Their lives they spared not, bidding Death decide
Who flinched and lived, and who with courage died.
They fought and fell that Greece might still be free,
Nor crouch beneath the yoke of slavery.
Zeus spoke the word of doom; and now they rest
Forspent with toil upon their country's breast.
God errs not, fails not; God alone is great;
But man lies helpless in the hands of fate.

Unknown

[290] Do you hear this admonition, that it is the gods alone who err not and fail not? It attributes the power of giving success in battle not to the statesman, but to the gods. Accursed slanderer! why do you revile me for their death? Why do you utter words which I pray the gods to divert to the undoing of your children and yourself?

[291] Among all the slanders and lies which he launched against me, men of Athens, what amazed me most was that, when he recounted the disasters that befell our city at that time, his comments were never such as would have been made by an honest and loyal citizen. He shed no tears; he had no emotion of regret in his heart; he vociferated, he exulted, he strained his throat. He evidently supposed himself to be testifying against me, but he was really offering proof against himself that in all those distressing events he had had no feeling in common with other citizens. [292] Yet a man who professes such solicitude, as he has professed today, for our laws and constitution, whatever else he lacks, ought at least to possess the quality of sympathizing both with the sorrows and the joys of the common people; and, in choosing his political principles, he ought not to range himself with their enemies. But that is clearly what he has done, when he declares that I am responsible for everything, and that the city has fallen into trouble by my fault. [293] Your policy of bearing succor to the Greeks did not originate in my statesmanship and my principles.

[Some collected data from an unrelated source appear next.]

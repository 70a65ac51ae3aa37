//! Batch migration across a module's Kotlin sources
//!
//! Discovery, reading, and the cross-file class index run sequentially;
//! the per-file rewrites run on the rayon pool. Build-script migration is
//! triggered by the first file that needs it and gated by the tracker.

use std::fs;
use std::path::{Path, PathBuf};
use std::sync::atomic::{AtomicBool, Ordering};

use anyhow::{bail, Context, Result};
use rayon::prelude::*;
use regex::Regex;
use walkdir::WalkDir;

use crate::binding::LayoutBindingCatalog;
use crate::classify::ClassIndex;
use crate::config::default_helper_package;
use crate::gradle::migrate_build_script;
use crate::kotlin::parse_kotlin;
use crate::layout::LayoutIndex;
use crate::migrate::{migrate_file, MigrationContext};
use crate::module::{find_module_root, module_package, res_dirs};
use crate::notify::NotificationSink;
use crate::status::{Pipeline, StatusTracker};

pub struct BatchOptions {
    /// Application package; overrides the manifest
    pub package_override: Option<String>,
    /// Package holding the viewBinding delegate helpers
    pub helper_package: Option<String>,
    /// Descend into subdirectories of a directory target
    pub include_subdirs: bool,
    /// Only migrate files whose name matches
    pub mask: Option<Regex>,
    /// Plan and report without writing anything
    pub dry_run: bool,
    pub collapse_threshold: usize,
}

impl Default for BatchOptions {
    fn default() -> Self {
        BatchOptions {
            package_override: None,
            helper_package: None,
            include_subdirs: false,
            mask: None,
            dry_run: false,
            collapse_threshold: 3,
        }
    }
}

#[derive(Debug, Default, Clone, Copy, PartialEq, Eq)]
pub struct BatchSummary {
    pub migrated: usize,
    pub unchanged: usize,
    pub failed: usize,
    pub cancelled: bool,
}

enum FileResult {
    Migrated,
    Unchanged,
    Failed,
    Cancelled,
}

/// Migrate every Kotlin file under `target`. The target may be one file
/// or a directory inside a Gradle module.
pub fn run(
    target: &Path,
    options: &BatchOptions,
    tracker: &StatusTracker,
    sink: &dyn NotificationSink,
    cancel: &AtomicBool,
) -> Result<BatchSummary> {
    if !target.exists() {
        bail!("target {} does not exist", target.display());
    }
    let Some(module) = find_module_root(target) else {
        bail!(
            "no build.gradle(.kts) found above {}",
            target.display()
        );
    };
    let package = match &options.package_override {
        Some(package) => package.clone(),
        None => match module_package(&module) {
            Some(package) => package,
            None => bail!(
                "manifest of {} has no package attribute; pass --package",
                module.display()
            ),
        },
    };
    let helper_package = options
        .helper_package
        .clone()
        .unwrap_or_else(|| default_helper_package(&package));

    let layouts = LayoutIndex::load_res_dirs(&res_dirs(&module))?;
    let catalog = LayoutBindingCatalog::from_index(&layouts, &package);
    let ctx = MigrationContext {
        package: &package,
        helper_package: &helper_package,
        layouts: &layouts,
        catalog: &catalog,
        collapse_threshold: options.collapse_threshold,
    };

    let paths = discover_files(target, options)?;
    if paths.is_empty() {
        sink.info("No Kotlin files to migrate");
        return Ok(BatchSummary::default());
    }

    let mut sources = Vec::with_capacity(paths.len());
    for path in paths {
        let text = fs::read_to_string(&path)
            .with_context(|| format!("Failed to read {}", path.display()))?;
        sources.push((path, text));
    }

    // Supertype chains can cross files, so the index sees every source
    // before any file is rewritten.
    let mut class_index = ClassIndex::new();
    for (_, text) in &sources {
        class_index.add_file(&parse_kotlin(text));
    }

    let results: Vec<FileResult> = sources
        .par_iter()
        .map(|(path, text)| {
            if cancel.load(Ordering::SeqCst) {
                return FileResult::Cancelled;
            }
            migrate_one(path, text, &ctx, &class_index, &module, options, tracker, sink)
        })
        .collect();

    let mut summary = BatchSummary::default();
    for result in results {
        match result {
            FileResult::Migrated => summary.migrated += 1,
            FileResult::Unchanged => summary.unchanged += 1,
            FileResult::Failed => summary.failed += 1,
            FileResult::Cancelled => summary.cancelled = true,
        }
    }
    if summary.cancelled {
        sink.info("Migration cancelled; files already written are kept");
    }
    sink.info(&format!(
        "Migrated {} of {} files ({} unchanged, {} failed)",
        summary.migrated,
        summary.migrated + summary.unchanged + summary.failed,
        summary.unchanged,
        summary.failed
    ));
    Ok(summary)
}

fn migrate_one(
    path: &Path,
    text: &str,
    ctx: &MigrationContext,
    class_index: &ClassIndex,
    module: &Path,
    options: &BatchOptions,
    tracker: &StatusTracker,
    sink: &dyn NotificationSink,
) -> FileResult {
    let outcome = match migrate_file(text, ctx, class_index) {
        Ok(outcome) => outcome,
        Err(e) => {
            sink.error(&format!("{}: {}", path.display(), e));
            return FileResult::Failed;
        }
    };
    for (class, reason) in &outcome.skipped_classes {
        sink.error(&format!("{}: {} skipped: {}", path.display(), class, reason));
    }

    let Some(new_text) = &outcome.new_text else {
        return if outcome.skipped_classes.is_empty() {
            FileResult::Unchanged
        } else {
            FileResult::Failed
        };
    };

    if options.dry_run {
        sink.info(&format!("would migrate {}", path.display()));
    } else if let Err(e) = fs::write(path, new_text) {
        sink.error(&format!("Failed to write {}: {}", path.display(), e));
        return FileResult::Failed;
    } else {
        sink.info(&format!("migrated {}", path.display()));
    }

    if outcome.needs_extensions_gradle {
        let _ = migrate_build_script(module, Pipeline::BuildScript, tracker, sink, options.dry_run);
    }
    if outcome.needs_parcelize_gradle {
        let _ = migrate_build_script(module, Pipeline::Parcelize, tracker, sink, options.dry_run);
    }

    if outcome.skipped_classes.is_empty() {
        FileResult::Migrated
    } else {
        FileResult::Failed
    }
}

fn discover_files(target: &Path, options: &BatchOptions) -> Result<Vec<PathBuf>> {
    if target.is_file() {
        if target.extension().and_then(|e| e.to_str()) != Some("kt") {
            bail!("{} is not a Kotlin source file", target.display());
        }
        return Ok(vec![target.to_path_buf()]);
    }

    let max_depth = if options.include_subdirs {
        usize::MAX
    } else {
        1
    };
    let mut files = Vec::new();
    for entry in WalkDir::new(target).max_depth(max_depth).sort_by_file_name() {
        let entry = entry?;
        if !entry.file_type().is_file() {
            continue;
        }
        let path = entry.path();
        if path.extension().and_then(|e| e.to_str()) != Some("kt") {
            continue;
        }
        let name_matches = match &options.mask {
            Some(mask) => path
                .file_name()
                .and_then(|n| n.to_str())
                .map(|n| mask.is_match(n))
                .unwrap_or(false),
            None => true,
        };
        if name_matches {
            files.push(path.to_path_buf());
        }
    }
    Ok(files)
}

#[cfg(test)]
mod tests {
    use super::*;
    use crate::notify::RecordingSink;

    const MANIFEST: &str = "<manifest package=\"com.example.app\" />";

    const LAYOUT: &str = r#"<FrameLayout xmlns:android="http://schemas.android.com/apk/res/android">
    <TextView android:id="@+id/foo_text_view" />
</FrameLayout>"#;

    const ACTIVITY: &str = r#"package com.example.app

import android.app.Activity
import android.os.Bundle
import kotlinx.android.synthetic.main.activity_foo.*

class FooActivity : Activity() {

    override fun onCreate(savedInstanceState: Bundle?) {
        super.onCreate(savedInstanceState)
        setContentView(R.layout.activity_foo)
        fooTextView.text = "hello"
    }
}
"#;

    fn fixture() -> tempfile::TempDir {
        let dir = tempfile::tempdir().unwrap();
        let module = dir.path();
        fs::write(
            module.join("build.gradle.kts"),
            "plugins {\n    kotlin(\"android\")\n    kotlin(\"android.extensions\")\n}\n\nandroid {\n    compileSdk = 34\n}\n",
        )
        .unwrap();
        fs::create_dir_all(module.join("src/main/res/layout")).unwrap();
        fs::write(module.join("src/main/AndroidManifest.xml"), MANIFEST).unwrap();
        fs::write(module.join("src/main/res/layout/activity_foo.xml"), LAYOUT).unwrap();
        let kotlin = module.join("src/main/kotlin/com/example/app");
        fs::create_dir_all(&kotlin).unwrap();
        fs::write(kotlin.join("FooActivity.kt"), ACTIVITY).unwrap();
        dir
    }

    fn run_batch(target: &Path, options: &BatchOptions) -> (BatchSummary, RecordingSink) {
        let tracker = StatusTracker::new();
        let sink = RecordingSink::new();
        let cancel = AtomicBool::new(false);
        let summary = run(target, options, &tracker, &sink, &cancel).unwrap();
        (summary, sink)
    }

    #[test]
    fn test_batch_migrates_module() {
        let dir = fixture();
        let options = BatchOptions {
            include_subdirs: true,
            ..Default::default()
        };
        let (summary, sink) = run_batch(dir.path(), &options);
        assert_eq!(summary.migrated, 1);
        assert_eq!(summary.failed, 0);

        let source = fs::read_to_string(
            dir.path().join("src/main/kotlin/com/example/app/FooActivity.kt"),
        )
        .unwrap();
        assert!(source.contains("viewBinding(ActivityFooBinding::inflate)"));
        assert!(!source.contains("kotlinx.android.synthetic"));

        let gradle = fs::read_to_string(dir.path().join("build.gradle.kts")).unwrap();
        assert!(gradle.contains("viewBinding.enable = true"));
        assert!(!gradle.contains("android.extensions"));

        assert!(sink
            .infos()
            .iter()
            .any(|m| m.contains("Migrated 1 of 1 files")));
    }

    #[test]
    fn test_dry_run_writes_nothing() {
        let dir = fixture();
        let options = BatchOptions {
            include_subdirs: true,
            dry_run: true,
            ..Default::default()
        };
        let (summary, sink) = run_batch(dir.path(), &options);
        assert_eq!(summary.migrated, 1);

        let source = fs::read_to_string(
            dir.path().join("src/main/kotlin/com/example/app/FooActivity.kt"),
        )
        .unwrap();
        assert_eq!(source, ACTIVITY);
        let gradle = fs::read_to_string(dir.path().join("build.gradle.kts")).unwrap();
        assert!(gradle.contains("android.extensions"));
        assert!(sink.infos().iter().any(|m| m.contains("would migrate")));
    }

    #[test]
    fn test_mask_filters_files() {
        let dir = fixture();
        let options = BatchOptions {
            include_subdirs: true,
            mask: Some(Regex::new("Fragment").unwrap()),
            ..Default::default()
        };
        let (summary, _) = run_batch(dir.path(), &options);
        assert_eq!(summary.migrated, 0);
        let source = fs::read_to_string(
            dir.path().join("src/main/kotlin/com/example/app/FooActivity.kt"),
        )
        .unwrap();
        assert_eq!(source, ACTIVITY);
    }

    #[test]
    fn test_single_file_target() {
        let dir = fixture();
        let file = dir.path().join("src/main/kotlin/com/example/app/FooActivity.kt");
        let (summary, _) = run_batch(&file, &BatchOptions::default());
        assert_eq!(summary.migrated, 1);
        let source = fs::read_to_string(&file).unwrap();
        assert!(source.contains("setContentView(binding.root)"));
    }

    #[test]
    fn test_missing_module_is_precondition() {
        let dir = tempfile::tempdir().unwrap();
        let orphan = dir.path().join("orphan");
        fs::create_dir_all(&orphan).unwrap();
        fs::write(orphan.join("Foo.kt"), "class Foo\n").unwrap();
        let tracker = StatusTracker::new();
        let sink = RecordingSink::new();
        let cancel = AtomicBool::new(false);
        let err = run(&orphan, &BatchOptions::default(), &tracker, &sink, &cancel).unwrap_err();
        assert!(err.to_string().contains("build.gradle"));
    }

    #[test]
    fn test_cancelled_before_start() {
        let dir = fixture();
        let tracker = StatusTracker::new();
        let sink = RecordingSink::new();
        let cancel = AtomicBool::new(true);
        let options = BatchOptions {
            include_subdirs: true,
            ..Default::default()
        };
        let summary = run(dir.path(), &options, &tracker, &sink, &cancel).unwrap();
        assert!(summary.cancelled);
        assert_eq!(summary.migrated, 0);
        let source = fs::read_to_string(
            dir.path().join("src/main/kotlin/com/example/app/FooActivity.kt"),
        )
        .unwrap();
        assert_eq!(source, ACTIVITY);
    }
}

If you were to acknowledge that my influence caused you to resist a despotism that threatened the ruin of Greece, you would bestow on me a favor greater than all the gifts you have ever conferred on anyone. I do not claim that favor; I cannot claim it without injustice to you: and I am certain that you will not grant it. If Aeschines had acted an honest part, he would never have indulged his spite against me by impairing and defaming the noblest of your national glories.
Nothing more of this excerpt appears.